• EXERCISE AIM
Each line of the listing needs to be given again exactly.

• SUPPLIED RECORDS
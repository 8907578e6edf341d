//! Crontab (C8): accepts schedule requests addressed to itself and persists
//! them as cronjobs. If a request carries no explicit `target`, the
//! publisher's own address supplies it (publish-back addressing).

use chrono::DateTime;
use mrcs_messages::CronScheduleWire;

use crate::cronjob::Cronjob;
use crate::db::DbHandle;
use crate::equipment::{EquipmentFilter, EquipmentId, EquipmentType, PublicationRoutingKey};
use crate::event::SendEvent;
use crate::message::Message;
use crate::node::{Command, MessageHandler, NodeDescriptor};

/// Chosen Crontab serial — see the design ledger.
pub const CRONTAB_SERIAL: u16 = 2;

pub fn id() -> EquipmentId {
    EquipmentId::new(EquipmentType::Crn, None, CRONTAB_SERIAL)
}

pub fn descriptor(exchange_name: &str) -> NodeDescriptor {
    NodeDescriptor::new(
        id(),
        exchange_name,
        vec![crate::equipment::SubscriptionRoutingKey::new(
            EquipmentFilter::all(),
            EquipmentFilter::exact(id()),
        )],
    )
}

pub struct CrontabHandler {
    db: DbHandle,
}

impl CrontabHandler {
    pub fn new(db: DbHandle) -> Self {
        Self { db }
    }
}

impl MessageHandler for CrontabHandler {
    fn handle_message(
        &mut self,
        routing_key: PublicationRoutingKey,
        message: Message,
        _send: &mut dyn SendEvent<Command>,
    ) -> anyhow::Result<()> {
        let wire: CronScheduleWire = serde_json::from_value(message.payload)?;
        let on_datetime: DateTime<chrono::Utc> = wire.on.parse()?;
        let target = match wire.target {
            Some(target) => EquipmentId::parse(&target)?,
            None => routing_key.source,
        };
        Cronjob::new(target, wire.event_id, on_datetime).save(&self.db)?;
        Ok(())
    }
}

#[cfg(test)]
mod tests {
    use super::*;
    use crate::cronjob::Cronjob;
    use crate::event::Void;
    use chrono::TimeZone;

    #[test]
    fn absent_target_defaults_to_the_publisher() {
        let db = DbHandle::open_in_memory().unwrap();
        let mut handler = CrontabHandler::new(db);
        let source = EquipmentId::new(EquipmentType::Sch, None, 1);
        let wire = CronScheduleWire {
            event_id: "abc".into(),
            on: "1930-01-02T06:25:00.000+00:00".into(),
            target: None,
        };
        let message = Message::originate(PublicationRoutingKey::new(source, EquipmentFilter::exact(id())), wire).unwrap();
        let routing_key = message.routing_key.clone();
        handler.handle_message(routing_key, message, &mut Void).unwrap();

        let job = Cronjob::find_next(&handler.db, chrono::Utc::now()).unwrap().unwrap();
        assert_eq!(job.target, source);
        assert_eq!(job.event_id, "abc");
    }

    #[test]
    fn explicit_target_overrides_the_publisher() {
        let db = DbHandle::open_in_memory().unwrap();
        let mut handler = CrontabHandler::new(db);
        let source = EquipmentId::new(EquipmentType::Sch, None, 1);
        let explicit_target = EquipmentId::new(EquipmentType::Omp, None, 7);
        let wire = CronScheduleWire {
            event_id: "abc".into(),
            on: "1930-01-02T06:25:00.000+00:00".into(),
            target: Some(explicit_target.to_string()),
        };
        let message = Message::originate(PublicationRoutingKey::new(source, EquipmentFilter::exact(id())), wire).unwrap();
        let routing_key = message.routing_key.clone();
        handler.handle_message(routing_key, message, &mut Void).unwrap();

        let job = Cronjob::find_next(&handler.db, chrono::Utc::now()).unwrap().unwrap();
        assert_eq!(job.target, explicit_target);
    }

    #[test]
    fn duplicate_schedule_replaces_the_row() {
        let db = DbHandle::open_in_memory().unwrap();
        let target = EquipmentId::new(EquipmentType::Sch, None, 1);
        let on = chrono::Utc.with_ymd_and_hms(1930, 1, 2, 6, 25, 0).unwrap();
        Cronjob::new(target, "abc".into(), on).save(&db).unwrap();
        Cronjob::new(target, "abc".into(), on).save(&db).unwrap();
        assert_eq!(Cronjob::count(&db).unwrap(), 1);
    }
}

• SOLUTION
repository 8907578e6edf341d
//! Crontab (C8): accepts schedule requests addressed to itself and persists
//! them as cronjobs. If a request carries no explicit `target`, the
//! publisher's own address supplies it (publish-back addressing).

use chrono::DateTime;
use mrcs_messages::CronScheduleWire;

use crate::cronjob::Cronjob;
use crate::db::DbHandle;
use crate::equipment::{EquipmentFilter, EquipmentId, EquipmentType, PublicationRoutingKey};
use crate::event::SendEvent;
use crate::message::Message;
use crate::node::{Command, MessageHandler, NodeDescriptor};

/// Chosen Crontab serial — see the design ledger.
pub const CRONTAB_SERIAL: u16 = 2;

pub fn id() -> EquipmentId {
    EquipmentId::new(EquipmentType::Crn, None, CRONTAB_SERIAL)
}

pub fn descriptor(exchange_name: &str) -> NodeDescriptor {
    NodeDescriptor::new(
        id(),
        exchange_name,
        vec![crate::equipment::SubscriptionRoutingKey::new(
            EquipmentFilter::all(),
            EquipmentFilter::exact(id()),
        )],
    )
}

pub struct CrontabHandler {
    db: DbHandle,
}

impl CrontabHandler {
    pub fn new(db: DbHandle) -> Self {
        Self { db }
    }
}

impl MessageHandler for CrontabHandler {
    fn handle_message(
        &mut self,
        routing_key: PublicationRoutingKey,
        message: Message,
        _send: &mut dyn SendEvent<Command>,
    ) -> anyhow::Result<()> {
        let wire: CronScheduleWire = serde_json::from_value(message.payload)?;
        let on_datetime: DateTime<chrono::Utc> = wire.on.parse()?;
        let target = match wire.target {
            Some(target) => EquipmentId::parse(&target)?,
            None => routing_key.source,
        };
        Cronjob::new(target, wire.event_id, on_datetime).save(&self.db)?;
        Ok(())
    }
}

#[cfg(test)]
mod tests {
    use super::*;
    use crate::cronjob::Cronjob;
    use crate::event::Void;
    use chrono::TimeZone;

    #[test]
    fn absent_target_defaults_to_the_publisher() {
        let db = DbHandle::open_in_memory().unwrap();
        let mut handler = CrontabHandler::new(db);
        let source = EquipmentId::new(EquipmentType::Sch, None, 1);
        let wire = CronScheduleWire {
            event_id: "abc".into(),
            on: "1930-01-02T06:25:00.000+00:00".into(),
            target: None,
        };
        let message = Message::originate(PublicationRoutingKey::new(source, EquipmentFilter::exact(id())), wire).unwrap();
        let routing_key = message.routing_key.clone();
        handler.handle_message(routing_key, message, &mut Void).unwrap();

        let job = Cronjob::find_next(&handler.db, chrono::Utc::now()).unwrap().unwrap();
        assert_eq!(job.target, source);
        assert_eq!(job.event_id, "abc");
    }

    #[test]
    fn explicit_target_overrides_the_publisher() {
        let db = DbHandle::open_in_memory().unwrap();
        let mut handler = CrontabHandler::new(db);
        let source = EquipmentId::new(EquipmentType::Sch, None, 1);
        let explicit_target = EquipmentId::new(EquipmentType::Omp, None, 7);
        let wire = CronScheduleWire {
            event_id: "abc".into(),
            on: "1930-01-02T06:25:00.000+00:00".into(),
            target: Some(explicit_target.to_string()),
        };
        let message = Message::originate(PublicationRoutingKey::new(source, EquipmentFilter::exact(id())), wire).unwrap();
        let routing_key = message.routing_key.clone();
        handler.handle_message(routing_key, message, &mut Void).unwrap();

        let job = Cronjob::find_next(&handler.db, chrono::Utc::now()).unwrap().unwrap();
        assert_eq!(job.target, explicit_target);
    }

    #[test]
    fn duplicate_schedule_replaces_the_row() {
        let db = DbHandle::open_in_memory().unwrap();
        let target = EquipmentId::new(EquipmentType::Sch, None, 1);
        let on = chrono::Utc.with_ymd_and_hms(1930, 1, 2, 6, 25, 0).unwrap();
        Cronjob::new(target, "abc".into(), on).save(&db).unwrap();
        Cronjob::new(target, "abc".into(), on).save(&db).unwrap();
        assert_eq!(Cronjob::count(&db).unwrap(), 1);
    }
}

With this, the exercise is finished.